From the entries that follow, copy each line containing the word "empty".

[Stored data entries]
»»

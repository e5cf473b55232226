use super::text::format_latency;
use super::*;
use crate::args::test_support::parse_test_args;
use crate::http::DrainSummary;
use crate::metrics::StatSnapshot;
use chrono::{DateTime, TimeZone, Utc};
use std::time::Duration;
use tempfile::tempdir;

fn snapshot(method: &str, requests: u64) -> StatSnapshot {
    StatSnapshot {
        method: method.to_owned(),
        requests_count: requests,
        total_latency: Duration::from_millis(requests.saturating_mul(4)),
        total_elapsed: Duration::from_secs(2),
        conn_errors: 1,
        http_code_errors: 2,
        content_errors: 3,
        p50_latency_ms: 4,
        p90_latency_ms: 9,
        p99_latency_ms: 15,
    }
}

fn summary() -> Result<RunSummary, String> {
    let started_at = Utc
        .with_ymd_and_hms(2026, 3, 1, 12, 0, 0)
        .single()
        .ok_or_else(|| "invalid timestamp".to_owned())?;
    Ok(RunSummary {
        started_at,
        wall_time: Duration::from_millis(4250),
        drain: DrainSummary {
            submitted: 300,
            processed: 300,
        },
        methods: vec![
            snapshot("/api/v1/epg", 100),
            snapshot("/api/v1/media_items", 200),
        ],
    })
}

#[test]
fn format_latency_keeps_microseconds() -> Result<(), String> {
    for (latency, expected) in [
        (Duration::ZERO, "0.000ms"),
        (Duration::from_micros(12_345), "12.345ms"),
        (Duration::from_nanos(1_999), "0.001ms"),
        (Duration::from_secs(2), "2000.000ms"),
    ] {
        let formatted = format_latency(latency);
        if formatted != expected {
            return Err(format!("{:?} formatted as {}", latency, formatted));
        }
    }
    Ok(())
}

#[test]
fn text_report_has_aligned_rows() -> Result<(), String> {
    let lines = summary_lines(&summary()?);
    let header = lines
        .iter()
        .find(|line| line.starts_with("Method"))
        .ok_or_else(|| "Missing header".to_owned())?;
    for column in ["Requests", "RPS", "P99", "Conn Errors", "Wrong Status", "Mismatch"] {
        if !header.contains(column) {
            return Err(format!("Header missing {}: {}", column, header));
        }
    }

    let epg = lines
        .iter()
        .find(|line| line.starts_with("/api/v1/epg "))
        .ok_or_else(|| "Missing epg row".to_owned())?;
    let cells: Vec<&str> = epg.split_whitespace().collect();
    if cells != ["/api/v1/epg", "100", "50", "4.000ms", "4ms", "9ms", "15ms", "1", "2", "3"] {
        return Err(format!("Unexpected epg row: {:?}", cells));
    }
    let media = lines
        .iter()
        .find(|line| line.starts_with("/api/v1/media_items"))
        .ok_or_else(|| "Missing media row".to_owned())?;
    if media.len() != epg.len() || header.len() != epg.len() {
        return Err("Rows must share the same width".to_owned());
    }
    if lines.last().map(String::as_str) != Some("Total: 300 requests, 12 errors") {
        return Err(format!("Unexpected totals: {:?}", lines.last()));
    }
    Ok(())
}

#[test]
fn text_report_without_methods() -> Result<(), String> {
    let mut empty = summary()?;
    empty.methods.clear();
    let lines = summary_lines(&empty);
    if !lines.iter().any(|line| line == "No methods were replayed.") {
        return Err(format!("Unexpected lines: {:?}", lines));
    }
    Ok(())
}

#[test]
fn json_report_carries_settings_and_rows() -> Result<(), String> {
    let args = parse_test_args([
        "ammo-tester",
        "--host",
        "localhost:9000",
        "--conn",
        "4",
        "--count",
        "100",
        "--timeout",
        "3s",
    ])
    .map_err(|err| err.to_string())?;
    let generated_at = Utc
        .with_ymd_and_hms(2026, 3, 1, 12, 0, 5)
        .single()
        .ok_or_else(|| "invalid timestamp".to_owned())?;
    let report = JsonReport::new(&summary()?, &args, generated_at);
    let value = serde_json::to_value(&report).map_err(|err| err.to_string())?;

    if value["generated_at"] != "2026-03-01T12:00:05.000Z" {
        return Err(format!("Unexpected generated_at: {}", value["generated_at"]));
    }
    if value["settings"]["host"] != "http://localhost:9000"
        || value["settings"]["connections"] != 4
        || value["settings"]["timeout_ms"] != 3000
    {
        return Err(format!("Unexpected settings: {}", value["settings"]));
    }
    let first = &value["methods"][0];
    if first["method"] != "/api/v1/epg"
        || first["requests"] != 100
        || first["rps"] != 50
        || first["avg_latency_us"] != 4000
        || first["content_errors"] != 3
    {
        return Err(format!("Unexpected row: {}", first));
    }
    Ok(())
}

#[test]
fn render_json_is_parseable() -> Result<(), String> {
    let args = parse_test_args(["ammo-tester", "--output-format", "json"])
        .map_err(|err| err.to_string())?;
    let rendered = render(&summary()?, &args).map_err(|err| err.to_string())?;
    let value: serde_json::Value =
        serde_json::from_str(&rendered).map_err(|err| err.to_string())?;
    let generated_at = value["generated_at"]
        .as_str()
        .ok_or_else(|| "Missing generated_at".to_owned())?;
    DateTime::parse_from_rfc3339(generated_at).map_err(|err| err.to_string())?;
    if value["methods"].as_array().map(Vec::len) != Some(2) {
        return Err("Expected two method rows".to_owned());
    }
    Ok(())
}

#[test]
fn write_report_to_file() -> Result<(), String> {
    let dir = tempdir().map_err(|err| format!("tempdir failed: {}", err))?;
    let path = dir.path().join("report.txt");
    let runtime = tokio::runtime::Builder::new_current_thread()
        .enable_all()
        .build()
        .map_err(|err| format!("Failed to build runtime: {}", err))?;
    runtime
        .block_on(write_report("hello report\n", Some(&path)))
        .map_err(|err| err.to_string())?;
    let written = std::fs::read_to_string(&path).map_err(|err| err.to_string())?;
    if written != "hello report\n" {
        return Err(format!("Unexpected file content: {:?}", written));
    }
    Ok(())
}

««

**Answer to this exercise:**
    let mut empty = summary()?;
    empty.methods.clear();
    let lines = summary_lines(&empty);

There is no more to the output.